> **Exercise prompt**: Take the line with "fn fmt(&self, f: &mut" as the first line and the last line of the data as the final one. Write out those lines exactly, and no others.

> **Stored data**:
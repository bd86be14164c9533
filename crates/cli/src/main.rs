//! Brulerie CLI - Catalog queries from the terminal.
//!
//! # Usage
//!
//! ```bash
//! # Search the catalog
//! brulerie search "lungo" --sort price --direction DESC
//!
//! # Browse the configured category (empty phrase)
//! brulerie search
//!
//! # Print the sort choices the store exposes
//! brulerie sort-options
//!
//! # Add an item to a cart
//! brulerie add-to-cart --cart-id <id> --sku CAFE-NOIR-16 --quantity 2
//! ```
//!
//! Configuration comes from the environment (see `CatalogConfig`):
//! `CATALOG_API_URL`, `CATALOG_STORE_CODE`, and the optional listing flags.

#![cfg_attr(not(test), forbid(unsafe_code))]

use clap::{Parser, Subcommand};

mod commands;

#[derive(Parser)]
#[command(name = "brulerie")]
#[command(author, version, about = "Brulerie catalog tools")]
struct Cli {
    #[command(subcommand)]
    command: Commands,
}

#[derive(Subcommand)]
enum Commands {
    /// Search the catalog and print the listing
    Search {
        /// Search phrase; empty browses the configured category
        #[arg(default_value = "")]
        phrase: String,

        /// Sort attribute code (e.g. `price`, `name`)
        #[arg(short, long)]
        sort: Option<String>,

        /// Sort direction, `ASC` or `DESC`
        #[arg(short, long)]
        direction: Option<String>,

        /// Page to fetch
        #[arg(short, long, default_value_t = 1)]
        page: u32,

        /// Page size override
        #[arg(long)]
        page_size: Option<u32>,
    },
    /// Print the sort choices the store exposes
    SortOptions,
    /// Add an item to a cart
    AddToCart {
        /// Cart identifier from the commerce backend
        #[arg(long)]
        cart_id: String,

        /// Product SKU
        #[arg(long)]
        sku: String,

        /// Quantity to add (clamped to the storefront bounds)
        #[arg(short, long, default_value_t = 1)]
        quantity: u32,
    },
}

#[tokio::main]
async fn main() {
    // Initialize tracing
    tracing_subscriber::fmt::init();

    let cli = Cli::parse();

    let result: Result<(), Box<dyn std::error::Error>> = run(cli).await;

    if let Err(e) = result {
        tracing::error!("Command failed: {e}");
        std::process::exit(1);
    }
}

async fn run(cli: Cli) -> Result<(), Box<dyn std::error::Error>> {
    match cli.command {
        Commands::Search {
            phrase,
            sort,
            direction,
            page,
            page_size,
        } => {
            commands::search::run(phrase, sort, direction, page, page_size).await?;
        }
        Commands::SortOptions => commands::sort_options::run().await?,
        Commands::AddToCart {
            cart_id,
            sku,
            quantity,
        } => commands::cart::add(&cart_id, &sku, quantity).await?,
    }
    Ok(())
}
//! Newtype IDs for type-safe entity references.
//!
//! Use the `define_id!` macro to create type-safe ID wrappers that prevent
//! accidentally mixing IDs from different entity types.

/// Macro to define a type-safe ID wrapper.
///
/// Creates a newtype wrapper around `i32` with:
/// - `Serialize`/`Deserialize` with `#[serde(transparent)]`
/// - `Debug`, `Clone`, `Copy`, `PartialEq`, `Eq`, `Hash`
/// - Conversion methods: `new()`, `as_i32()`
/// - `From<i32>` and `Into<i32>` implementations
///
/// # Example
///
/// ```rust
/// # use brulerie_core::define_id;
/// define_id!(ProductId);
/// define_id!(CartLineId);
///
/// let product_id = ProductId::new(1);
/// let line_id = CartLineId::new(1);
///
/// // These are different types, so this won't compile:
/// // let _: ProductId = line_id;
/// ```
#[macro_export]
macro_rules! define_id {
    ($name:ident) => {
        #[derive(
            Debug,
            Clone,
            Copy,
            PartialEq,
            Eq,
            Hash,
            ::serde::Serialize,
            ::serde::Deserialize
        )]
        #[serde(transparent)]
        pub struct $name(i32);

        impl $name {
            /// Create a new ID from an i32 value.
            #[must_use]
            pub const fn new(id: i32) -> Self {
                Self(id)
            }

            /// Get the underlying i32 value.
            #[must_use]
            pub const fn as_i32(&self) -> i32 {
                self.0
            }
        }

        impl ::core::fmt::Display for $name {
            fn fmt(&self, f: &mut ::core::fmt::Formatter<'_>) -> ::core::fmt::Result {
                write!(f, "{}", self.0)
            }
        }

        impl From<i32> for $name {
            fn from(id: i32) -> Self {
                Self(id)
            }
        }

        impl From<$name> for i32 {
            fn from(id: $name) -> Self {
                id.0
            }
        }
    };
}

// Define standard entity IDs
define_id!(ProductId);
define_id!(CartLineId);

> **Answer below**:
            fn fmt(&self, f: &mut ::core::fmt::Formatter<'_>) -> ::core::fmt::Result {
                write!(f, "{}", self.0)
            }
        }

        impl From<i32> for $name {
            fn from(id: i32) -> Self {
                Self(id)
            }
        }

        impl From<$name> for i32 {
            fn from(id: $name) -> Self {
                id.0
            }
        }
    };
}

// Define standard entity IDs
define_id!(ProductId);
define_id!(CartLineId);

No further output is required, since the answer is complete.